Back inthe early 70's one of my jobs was to repair and set up 4K core
stores for ICT 4100 systems.
The company I worked for were an off shoot of the big boat builders
Camper & Nicholsons.
It was an all paper tape system (no cards). There were two readers, two
punches and two keyboardless golfball typewriters. I have forgotten
exactly what types they were. I think the punch said something like
BPRE on it and the readers did not match the rest of the system being
painted a sort of PDP 8 Bezel white.
To test the repaired core stores I ran an Algol program that did the
handicapping for sailing boats.
First you loaded the program (a reel of paper tape about three inches
across.) I had a tape width wide perspex box with slots to put a pin
through to locate the tape. . There was one switch to load and go.
Centre was off, up loaded the tape to the start in the reader and down
set it off. Boy was it quick! The tape shot through the reader and into
a bin. Tape get tangled? Nope never did. At this point the printer would
say Data? Of course you did not load the data tape.
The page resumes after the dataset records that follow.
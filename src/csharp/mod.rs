//! Reference C# front-end
//!
//! A semantic engine for a subset of C#, built on:
//! - **logos** for fast lexing
//! - **rowan** for the lossless CST
//!
//! ## Architecture
//!
//! ```text
//! Source Text
//!     ↓
//! Lexer (logos) → Tokens with SyntaxKind
//!     ↓
//! Parser → GreenNode tree (every byte of the source, plus an empty EOF token)
//!     ↓
//! Declaration pass → SymbolTable shared by all files of a project
//!     ↓
//! Binder (one file per rayon task) → SemanticModel
//! ```
//!
//! The subset covers namespaces, `using` directives, classes, structs,
//! interfaces, enums, fields, properties, methods, constructors and the
//! statements and expressions needed to reference them. Anything else still
//! parses into ERROR nodes so the tree stays lossless.

mod binder;
mod compilation;
mod declare;
mod lexer;
mod parser;
mod resolve;
mod syntax_kind;

pub use compilation::{Compilation, SemanticModel};
pub use lexer::{Lexer, Token, tokenize};
pub use parser::{Parse, SyntaxError, parse};
pub use syntax_kind::{CSharpLanguage, SyntaxElement, SyntaxKind, SyntaxNode, SyntaxToken};
//! # Model
//!
//! The output of an indexing run: a tree of folders holding documents, each
//! document a flat token sequence with trivia folded in and a link on every
//! resolved name.
//!
//! ```text
//! Workspace
//! └── Folder (one per project)
//!     ├── Folder ...
//!     └── Document
//!         └── Token { class, text, trivia, link }
//! ```
//!
//! Children never own their parents; a document knows its folder only by
//! [`FolderPath`].

mod document;
mod folder;
mod references;
mod token;
mod workspace;

pub use document::Document;
pub use folder::{Folder, FolderPath};
pub use references::{Occurrence, ReferenceIndex};
pub use token::{ExternalLink, Link, SymbolLink, Token, TokenClass};
pub use workspace::Workspace;
//! Syntax kinds for the Rowan-based C# CST
//!
//! This enum defines all node and token kinds in the syntax tree.

/// All syntax kinds (tokens and nodes) of the C# front-end
///
/// Tokens are leaf nodes (identifiers, keywords, punctuation, trivia).
/// Nodes are composite (declarations, statements, expressions).
#[derive(Debug, Clone, Copy, PartialEq, Eq, PartialOrd, Ord, Hash)]
#[repr(u16)]
#[allow(non_camel_case_types)]
pub enum SyntaxKind {
    // =========================================================================
    // TRIVIA (whitespace, newlines and comments - preserved, not meaningful)
    // =========================================================================
    WHITESPACE = 0,
    NEWLINE,
    LINE_COMMENT,
    BLOCK_COMMENT,

    // =========================================================================
    // LITERALS AND IDENTIFIERS
    // =========================================================================
    IDENT,
    INT_LITERAL,
    REAL_LITERAL,
    CHAR_LITERAL,
    STRING_LITERAL,

    // =========================================================================
    // PUNCTUATION AND OPERATORS
    // =========================================================================
    L_BRACE,       // {
    R_BRACE,       // }
    L_PAREN,       // (
    R_PAREN,       // )
    L_BRACKET,     // [
    R_BRACKET,     // ]
    SEMICOLON,     // ;
    COMMA,         // ,
    DOT,           // .
    COLON,         // :
    QUESTION,      // ?
    QUESTION_QUESTION, // ??
    EQ,            // =
    EQ_EQ,         // ==
    BANG,          // !
    BANG_EQ,       // !=
    LT,            // <
    GT,            // >
    LT_EQ,         // <=
    GT_EQ,         // >=
    PLUS,          // +
    MINUS,         // -
    STAR,          // *
    SLASH,         // /
    PERCENT,       // %
    AMP,           // &
    AMP_AMP,       // &&
    PIPE,          // |
    PIPE_PIPE,     // ||
    CARET,         // ^
    TILDE,         // ~
    PLUS_PLUS,     // ++
    MINUS_MINUS,   // --
    PLUS_EQ,       // +=
    MINUS_EQ,      // -=
    STAR_EQ,       // *=
    SLASH_EQ,      // /=
    FAT_ARROW,     // =>

    // =========================================================================
    // KEYWORDS (reserved C# keywords, alphabetical)
    // =========================================================================
    ABSTRACT_KW,
    AS_KW,
    BASE_KW,
    BOOL_KW,
    BREAK_KW,
    BYTE_KW,
    CASE_KW,
    CATCH_KW,
    CHAR_KW,
    CHECKED_KW,
    CLASS_KW,
    CONST_KW,
    CONTINUE_KW,
    DECIMAL_KW,
    DEFAULT_KW,
    DELEGATE_KW,
    DO_KW,
    DOUBLE_KW,
    ELSE_KW,
    ENUM_KW,
    EVENT_KW,
    EXPLICIT_KW,
    EXTERN_KW,
    FALSE_KW,
    FINALLY_KW,
    FIXED_KW,
    FLOAT_KW,
    FOR_KW,
    FOREACH_KW,
    GOTO_KW,
    IF_KW,
    IMPLICIT_KW,
    IN_KW,
    INT_KW,
    INTERFACE_KW,
    INTERNAL_KW,
    IS_KW,
    LOCK_KW,
    LONG_KW,
    NAMESPACE_KW,
    NEW_KW,
    NULL_KW,
    OBJECT_KW,
    OPERATOR_KW,
    OUT_KW,
    OVERRIDE_KW,
    PARAMS_KW,
    PRIVATE_KW,
    PROTECTED_KW,
    PUBLIC_KW,
    READONLY_KW,
    REF_KW,
    RETURN_KW,
    SBYTE_KW,
    SEALED_KW,
    SHORT_KW,
    SIZEOF_KW,
    STACKALLOC_KW,
    STATIC_KW,
    STRING_KW,
    STRUCT_KW,
    SWITCH_KW,
    THIS_KW,
    THROW_KW,
    TRUE_KW,
    TRY_KW,
    TYPEOF_KW,
    UINT_KW,
    ULONG_KW,
    UNCHECKED_KW,
    UNSAFE_KW,
    USHORT_KW,
    USING_KW,
    VIRTUAL_KW,
    VOID_KW,
    VOLATILE_KW,
    WHILE_KW,
    // Contextual keywords: lexed as IDENT, remapped by the parser in position
    GET_KW,
    INIT_KW,
    PARTIAL_KW,
    SET_KW,
    /// `var` in a local's type position
    VAR_KW,
    WHERE_KW,

    // =========================================================================
    // SPECIAL
    // =========================================================================
    /// Zero-width end-of-file token, always the last token of a file
    EOF,
    /// Lexer error token or parser error node
    ERROR,

    // =========================================================================
    // NODES
    // =========================================================================
    SOURCE_FILE,
    USING_DIRECTIVE,
    NAMESPACE_DECL,
    QUALIFIED_NAME,
    TYPE_DECL,
    ENUM_DECL,
    ENUM_MEMBER,
    BASE_LIST,
    FIELD_DECL,
    VARIABLE_DECLARATOR,
    METHOD_DECL,
    CTOR_DECL,
    CTOR_INITIALIZER,
    PARAM_LIST,
    PARAM,
    PREDEFINED_TYPE,
    NAMED_TYPE,
    TYPE_ARG_LIST,
    ARRAY_TYPE,
    TYPE_PARAM_LIST,
    TYPE_PARAM,
    WHERE_CLAUSE,
    BLOCK,
    LOCAL_DECL_STMT,
    EXPR_STMT,
    RETURN_STMT,
    IF_STMT,
    ELSE_CLAUSE,
    WHILE_STMT,
    FOR_STMT,
    FOREACH_STMT,
    EMPTY_STMT,
    LITERAL_EXPR,
    NAME_EXPR,
    THIS_EXPR,
    MEMBER_ACCESS_EXPR,
    INVOCATION_EXPR,
    ARG_LIST,
    ARG,
    OBJECT_CREATION_EXPR,
    ASSIGN_EXPR,
    BINARY_EXPR,
    PREFIX_EXPR,
    POSTFIX_EXPR,
    PAREN_EXPR,
    __LAST,
}

impl SyntaxKind {
    /// Check if this is a trivia token (whitespace, newline or comment)
    pub fn is_trivia(self) -> bool {
        matches!(
            self,
            Self::WHITESPACE | Self::NEWLINE | Self::LINE_COMMENT | Self::BLOCK_COMMENT
        )
    }

    /// Check if this is a keyword (reserved or contextual)
    pub fn is_keyword(self) -> bool {
        (self as u16) >= (Self::ABSTRACT_KW as u16) && (self as u16) <= (Self::WHERE_KW as u16)
    }

    /// Check if this is a punctuation or operator token
    pub fn is_punct(self) -> bool {
        (self as u16) >= (Self::L_BRACE as u16) && (self as u16) <= (Self::FAT_ARROW as u16)
    }

    /// Check if this is a literal token (keyword literals excluded)
    pub fn is_literal(self) -> bool {
        matches!(
            self,
            Self::INT_LITERAL | Self::REAL_LITERAL | Self::CHAR_LITERAL | Self::STRING_LITERAL
        )
    }

    /// Keywords naming a predefined type (`int`, `string`, `void`, ...)
    pub fn is_predefined_type(self) -> bool {
        matches!(
            self,
            Self::BOOL_KW
                | Self::BYTE_KW
                | Self::CHAR_KW
                | Self::DECIMAL_KW
                | Self::DOUBLE_KW
                | Self::FLOAT_KW
                | Self::INT_KW
                | Self::LONG_KW
                | Self::OBJECT_KW
                | Self::SBYTE_KW
                | Self::SHORT_KW
                | Self::STRING_KW
                | Self::UINT_KW
                | Self::ULONG_KW
                | Self::USHORT_KW
                | Self::VOID_KW
        )
    }

    /// Declaration modifiers accepted before type and member declarations
    pub fn is_modifier(self) -> bool {
        matches!(
            self,
            Self::ABSTRACT_KW
                | Self::CONST_KW
                | Self::EXTERN_KW
                | Self::INTERNAL_KW
                | Self::NEW_KW
                | Self::OVERRIDE_KW
                | Self::PARTIAL_KW
                | Self::PRIVATE_KW
                | Self::PROTECTED_KW
                | Self::PUBLIC_KW
                | Self::READONLY_KW
                | Self::SEALED_KW
                | Self::STATIC_KW
                | Self::UNSAFE_KW
                | Self::VIRTUAL_KW
                | Self::VOLATILE_KW
        )
    }

    pub fn is_node(self) -> bool {
        (self as u16) >= (Self::SOURCE_FILE as u16) && (self as u16) < (Self::__LAST as u16)
    }
}

impl From<SyntaxKind> for rowan::SyntaxKind {
    fn from(kind: SyntaxKind) -> Self {
        Self(kind as u16)
    }
}

impl From<rowan::SyntaxKind> for SyntaxKind {
    fn from(raw: rowan::SyntaxKind) -> Self {
        assert!(raw.0 < SyntaxKind::__LAST as u16);
        // Safety: we control all syntax kinds and check bounds above
        unsafe { std::mem::transmute::<u16, SyntaxKind>(raw.0) }
    }
}

/// Language definition for Rowan
#[derive(Debug, Clone, Copy, PartialEq, Eq, PartialOrd, Ord, Hash)]
pub enum CSharpLanguage {}

impl rowan::Language for CSharpLanguage {
    type Kind = SyntaxKind;

    fn kind_from_raw(raw: rowan::SyntaxKind) -> Self::Kind {
        raw.into()
    }

    fn kind_to_raw(kind: Self::Kind) -> rowan::SyntaxKind {
        kind.into()
    }
}

/// Type aliases for convenience
pub type SyntaxNode = rowan::SyntaxNode<CSharpLanguage>;
pub type SyntaxToken = rowan::SyntaxToken<CSharpLanguage>;
pub type SyntaxElement = rowan::SyntaxElement<CSharpLanguage>;
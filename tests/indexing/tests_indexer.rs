#![allow(clippy::unwrap_used)]

use crate::helpers::index_helpers::{index, link_count, solution};
use crate::helpers::source_fixtures::*;
use std::io;
use std::path::Path;
use std::sync::Arc;
use xref::{
    CSharpEngine, IndexError, Indexer, IndexerConfig, LanguageId, Link, Project,
    ReferenceSourceLinkProvider, Solution, SourceDocument,
};

#[test]
fn test_projects_become_folders_in_order() {
    let output = index(&solution(&[
        ("Project1", &[SANITY, BASIC_LINKING]),
        ("Project2", &[PARAMETERS]),
    ]));
    let workspace = &output.workspace;

    assert_eq!(workspace.name(), "Workspace1");
    let folders: Vec<&str> = workspace.folders().map(|f| f.name()).collect();
    assert_eq!(folders, ["Project1", "Project2"]);

    let documents = workspace.documents();
    assert_eq!(documents.len(), 3);
    assert_eq!(documents[0].name(), "Document1.cs");
    assert_eq!(documents[1].name(), "Document2.cs");
    let owner = workspace.folder(documents[2].folder()).unwrap();
    assert_eq!(owner.name(), "Project2");
}

#[test]
fn test_projects_do_not_share_symbols() {
    let output = index(&solution(&[
        ("Lib", &["class Shared { }"]),
        ("App", &["class App { Shared field; }"]),
    ]));
    let app = output
        .workspace
        .document(Path::new("/src/App/Document1.cs"))
        .unwrap();
    assert_eq!(link_count(app, "Shared"), 0);
}

#[test]
fn test_unsupported_language_is_skipped() {
    let solution = Solution::new("Mixed", "/src").with_project(
        Project::new("Project1")
            .with_document(SourceDocument::new(
                "/src/Project1/Module1.vb",
                LanguageId::new(LanguageId::VISUAL_BASIC),
                "Module Module1\nEnd Module\n",
            ))
            .with_document(SourceDocument::new(
                "/src/Project1/Document1.cs",
                LanguageId::csharp(),
                SANITY,
            )),
    );
    let output = index(&solution);

    assert_eq!(output.workspace.document_count(), 1);
    assert_eq!(output.skipped.len(), 1);
    let skipped = &output.skipped[0];
    assert_eq!(skipped.path, Path::new("/src/Project1/Module1.vb"));
    assert!(matches!(
        skipped.error,
        IndexError::UnsupportedLanguage { .. }
    ));
}

#[test]
fn test_unreadable_document_reports_io_error() {
    let cause = io::Error::new(io::ErrorKind::InvalidData, "stream did not contain valid UTF-8");
    let solution = Solution::new("Demo", "/src").with_project(
        Project::new("Project1")
            .with_document(SourceDocument::unreadable(
                "/src/Project1/Binary.cs",
                LanguageId::csharp(),
                &cause,
            ))
            .with_document(SourceDocument::new(
                "/src/Project1/Document1.cs",
                LanguageId::csharp(),
                BASIC_LINKING,
            )),
    );
    let output = index(&solution);

    assert_eq!(output.workspace.document_count(), 1);
    let skipped = &output.skipped[0];
    assert_eq!(skipped.path, Path::new("/src/Project1/Binary.cs"));
    match &skipped.error {
        IndexError::Io { path, source } => {
            assert_eq!(path, Path::new("/src/Project1/Binary.cs"));
            assert_eq!(source.kind(), io::ErrorKind::InvalidData);
        }
        other => panic!("expected an IO error, got {other:?}"),
    }
    assert!(skipped.error.to_string().contains("valid UTF-8"));
    assert!(!skipped.error.is_fatal());
    let document = output.workspace.documents()[0];
    assert_eq!(link_count(document, "C1.Method1()"), 2);
}

#[test]
fn test_document_without_text_is_malformed() {
    let source = SourceDocument {
        text: None,
        ..SourceDocument::new("/src/Project1/Empty.cs", LanguageId::csharp(), "")
    };
    let solution =
        Solution::new("Demo", "/src").with_project(Project::new("Project1").with_document(source));
    let output = index(&solution);

    assert_eq!(output.workspace.document_count(), 0);
    assert!(matches!(
        output.skipped[0].error,
        IndexError::MalformedTree { .. }
    ));
}

#[test]
fn test_walker_without_engine_is_malformed() {
    let config = IndexerConfig::empty()
        .with_walker(LanguageId::csharp(), xref::index::CSharpWalker::boxed)
        .require_existing_root(false);
    let output = Indexer::new(config)
        .index(&solution(&[("Project1", &[SANITY])]))
        .unwrap();

    assert_eq!(output.workspace.document_count(), 0);
    assert!(matches!(
        output.skipped[0].error,
        IndexError::MalformedTree { .. }
    ));
}

#[test]
fn test_empty_config_skips_everything() {
    let config = IndexerConfig::empty()
        .with_engine(Arc::new(CSharpEngine))
        .require_existing_root(false);
    let output = Indexer::new(config)
        .index(&solution(&[("Project1", &[SANITY, PARAMETERS])]))
        .unwrap();

    assert_eq!(output.skipped.len(), 2);
    assert!(output.skipped.iter().all(|s| !s.error.is_fatal()));
    // The folder still exists, just empty
    assert_eq!(output.workspace.folders().count(), 1);
}

#[test]
fn test_missing_root_is_fatal() {
    let solution = Solution::new("Gone", "/definitely/not/here")
        .with_project(Project::new("Project1"));
    let err = Indexer::default().index(&solution).unwrap_err();

    assert!(err.is_fatal());
    assert!(matches!(err, IndexError::InvalidWorkspaceRoot { .. }));
}

#[test]
fn test_root_must_be_a_directory() {
    let file = tempfile::NamedTempFile::new().unwrap();
    let solution = Solution::new("File", file.path());
    let err = Indexer::default().index(&solution).unwrap_err();
    assert!(matches!(err, IndexError::InvalidWorkspaceRoot { .. }));
}

#[test]
fn test_sequential_and_parallel_runs_agree() {
    let solution = solution(&[("Project1", &[SANITY, BASIC_LINKING, PARAMETERS, LOCALS])]);
    let run = |parallel: bool| {
        let config = IndexerConfig::default()
            .parallel(parallel)
            .require_existing_root(false);
        Indexer::new(config).index(&solution).unwrap().workspace
    };
    let parallel = run(true);
    let sequential = run(false);

    let texts = |w: &xref::Workspace| -> Vec<(String, usize)> {
        w.documents()
            .iter()
            .map(|d| (d.text(), d.links().count()))
            .collect()
    };
    assert_eq!(texts(&parallel), texts(&sequential));
}

#[test]
fn test_link_provider_is_configurable() {
    let hosted = "namespace System { public class Console { public static void WriteLine(string s) { } } }";
    let app = "using System; class App { void Main() { Console.WriteLine(\"hi\"); } }";
    let config = IndexerConfig::default()
        .with_link_provider(Arc::new(ReferenceSourceLinkProvider::default()))
        .require_existing_root(false);
    let output = Indexer::new(config)
        .index(&solution(&[("Project1", &[hosted, app])]))
        .unwrap();

    let documents = output.workspace.documents();
    let urls: Vec<&str> = documents[1]
        .links()
        .filter_map(|link| match link {
            Link::External(external) => Some(external.url.as_str()),
            Link::Symbol(_) => None,
        })
        .collect();
    assert!(urls.contains(
        &"https://referencesource.microsoft.com/#System.Console.WriteLine(string)"
    ));
}

#[test]
fn test_duplicate_project_names_get_separate_folders() {
    let output = index(&solution(&[
        ("App", &[SANITY]),
        ("App", &[BASIC_LINKING]),
        ("App", &[PARAMETERS]),
    ]));
    let workspace = &output.workspace;

    let folders: Vec<&str> = workspace.folders().map(|f| f.name()).collect();
    assert_eq!(folders, ["App", "App (2)", "App (3)"]);
    for folder in workspace.folders() {
        assert_eq!(folder.documents().len(), 1, "{}", folder.name());
    }
    let second = workspace.folders().nth(1).unwrap();
    assert_eq!(link_count(&second.documents()[0], "C1.Method1()"), 2);
    assert_eq!(second.documents()[0].folder(), second.path());
}

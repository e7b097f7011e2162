#![allow(clippy::unwrap_used)]
//! Canonical key tests, independent of any language front-end.

use crate::symbols::{
    RefKind, Symbol, SymbolId, SymbolKind, SymbolTable, TypeKind, TypeRef, canonical_key,
};

fn class(table: &mut SymbolTable, name: &str, container: Option<SymbolId>) -> SymbolId {
    table.insert(Symbol::new(name, SymbolKind::Type(TypeKind::Class), container))
}

fn method(
    table: &mut SymbolTable,
    name: &str,
    ty: SymbolId,
    params: &[(&str, TypeRef)],
) -> SymbolId {
    let id = table.insert(Symbol::new(name, SymbolKind::Method, Some(ty)));
    for (param, param_ty) in params {
        let symbol = Symbol::new(*param, SymbolKind::Parameter, Some(id));
        table.insert(symbol.with_type(param_ty.clone()));
    }
    id
}

fn key(table: &SymbolTable, id: SymbolId) -> String {
    canonical_key(table, id).to_string()
}

#[test]
fn test_global_type_key_has_no_namespace() {
    let mut table = SymbolTable::new();
    let c1 = class(&mut table, "C1", None);
    assert_eq!(key(&table, c1), "C1");
}

#[test]
fn test_namespaced_and_nested_type_keys() {
    let mut table = SymbolTable::new();
    let outer_ns = table.insert(Symbol::new("Company", SymbolKind::Namespace, None));
    let inner_ns = table.insert(Symbol::new("Tools", SymbolKind::Namespace, Some(outer_ns)));
    let outer = class(&mut table, "Outer", Some(inner_ns));
    let inner = class(&mut table, "Inner", Some(outer));

    assert_eq!(key(&table, inner_ns), "Company.Tools");
    assert_eq!(key(&table, outer), "Company.Tools.Outer");
    assert_eq!(key(&table, inner), "Company.Tools.Outer.Inner");
}

#[test]
fn test_method_key_lists_parameter_types() {
    let mut table = SymbolTable::new();
    let c1 = class(&mut table, "C1", None);
    let m1 = method(
        &mut table,
        "M1",
        c1,
        &[
            ("p1", TypeRef::builtin("string")),
            ("p2", TypeRef::builtin("int")),
            ("p3", TypeRef::Named(c1)),
        ],
    );
    let empty = method(&mut table, "Method1", c1, &[]);

    assert_eq!(key(&table, m1), "C1.M1(string, int, C1)");
    assert_eq!(key(&table, empty), "C1.Method1()");
}

#[test]
fn test_overloads_get_distinct_keys() {
    let mut table = SymbolTable::new();
    let c1 = class(&mut table, "C1", None);
    let by_int = method(&mut table, "Run", c1, &[("x", TypeRef::builtin("int"))]);
    let by_string = method(&mut table, "Run", c1, &[("x", TypeRef::builtin("string"))]);

    assert_ne!(canonical_key(&table, by_int), canonical_key(&table, by_string));
    assert_eq!(key(&table, by_int), "C1.Run(int)");
    assert_eq!(key(&table, by_string), "C1.Run(string)");
}

#[test]
fn test_parameters_and_locals_scoped_to_method() {
    let mut table = SymbolTable::new();
    let c1 = class(&mut table, "C1", None);
    let m1 = method(&mut table, "M1", c1, &[("p1", TypeRef::builtin("int"))]);
    let m2 = method(&mut table, "M2", c1, &[("p1", TypeRef::builtin("int"))]);
    let l1 = Symbol::new("l1", SymbolKind::Local, Some(m1));
    let l1 = table.insert(l1.with_type(TypeRef::builtin("string")));

    let p1_in_m1 = table.parameters(m1).next().unwrap();
    let p1_in_m2 = table.parameters(m2).next().unwrap();

    assert_eq!(key(&table, p1_in_m1), "C1.M1(int)::p1");
    assert_eq!(key(&table, p1_in_m2), "C1.M2(int)::p1");
    assert_ne!(canonical_key(&table, p1_in_m1), canonical_key(&table, p1_in_m2));
    // A local added after the parameters does not change the method key.
    assert_eq!(key(&table, l1), "C1.M1(int)::l1");
}

#[test]
fn test_extension_method_keyed_by_declaring_type() {
    let mut table = SymbolTable::new();
    let ext = class(&mut table, "MyExtensions", None);
    let m = table.insert(Symbol::new("ExtensionMethod", SymbolKind::Method, Some(ext)).extension());
    let param = Symbol::new("myParam", SymbolKind::Parameter, Some(m));
    table.insert(param.with_type(TypeRef::builtin("string")));

    assert_eq!(key(&table, m), "MyExtensions.ExtensionMethod(string)");
}

#[test]
fn test_constructor_field_array_and_ref_parameters() {
    let mut table = SymbolTable::new();
    let ns = table.insert(Symbol::new("N", SymbolKind::Namespace, None));
    let c1 = class(&mut table, "C1", Some(ns));
    let field = Symbol::new("count", SymbolKind::Field, Some(c1));
    let field = table.insert(field.with_type(TypeRef::builtin("int")));
    let ctor = table.insert(Symbol::new("C1", SymbolKind::Constructor, Some(c1)));
    table.insert(
        Symbol::new("items", SymbolKind::Parameter, Some(ctor))
            .with_type(TypeRef::array_of(TypeRef::Named(c1))),
    );
    table.insert(
        Symbol::new("total", SymbolKind::Parameter, Some(ctor))
            .with_type(TypeRef::builtin("int"))
            .with_ref_kind(RefKind::Out),
    );

    assert_eq!(key(&table, field), "N.C1.count");
    assert_eq!(key(&table, ctor), "N.C1.C1(N.C1[], out int)");
}

#[test]
fn test_unresolved_parameter_type_kept_as_written() {
    let mut table = SymbolTable::new();
    let c1 = class(&mut table, "C1", None);
    let m = method(&mut table, "Use", c1, &[("w", TypeRef::Unresolved("Widget".into()))]);
    assert_eq!(key(&table, m), "C1.Use(Widget)");
}

#[test]
fn test_key_independent_of_insertion_order() {
    // Same program elements, inserted in two different orders.
    let mut first = SymbolTable::new();
    let a1 = class(&mut first, "A", None);
    let b1 = class(&mut first, "B", None);
    let m1 = method(&mut first, "M", b1, &[("a", TypeRef::Named(a1))]);

    let mut second = SymbolTable::new();
    let b2 = class(&mut second, "B", None);
    let a2 = class(&mut second, "A", None);
    let m2 = method(&mut second, "M", b2, &[("a", TypeRef::Named(a2))]);

    assert_eq!(canonical_key(&first, m1), canonical_key(&second, m2));
    assert_eq!(canonical_key(&first, a1), canonical_key(&second, a2));
    // Recomputing is stable.
    assert_eq!(canonical_key(&first, m1), canonical_key(&first, m1));
}

#[test]
fn test_key_compares_with_str() {
    let mut table = SymbolTable::new();
    let c1 = class(&mut table, "C1", None);
    let k = canonical_key(&table, c1);
    assert_eq!(k, "C1");
    assert_eq!(k.as_str(), "C1");
}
First you rewound
the program tape so as not mix them up in the bin. My favorite trick was
to grab the end of the tape before it got to the bin. The rewinder was
just like a film rewinder.
Next up load the data tape and then wait about 10-15 mins for the output
to appear on the printer.
Am I going to run a paper tape system on my 8/e Hell yes!!
Rod
On 30/11/2015 09:42, Dave Wade wrote:
I have a box
of the repair material somewhere, but I suspect the
adhesive would be useless with the material. Better to manufacture your
own with Williams suggestion, or a simpler one like mine. BTW, we only
used this method with tapes to be read on an ASR33. We didn't have high
speed machines.
I remember there being the remains of a pinch roller from the KDF9 high speed tape
reader that had been destroyed by a bad join in a tape in University of Newcastle data
prep room.
There was also a warning to re-punch tapes for that reader......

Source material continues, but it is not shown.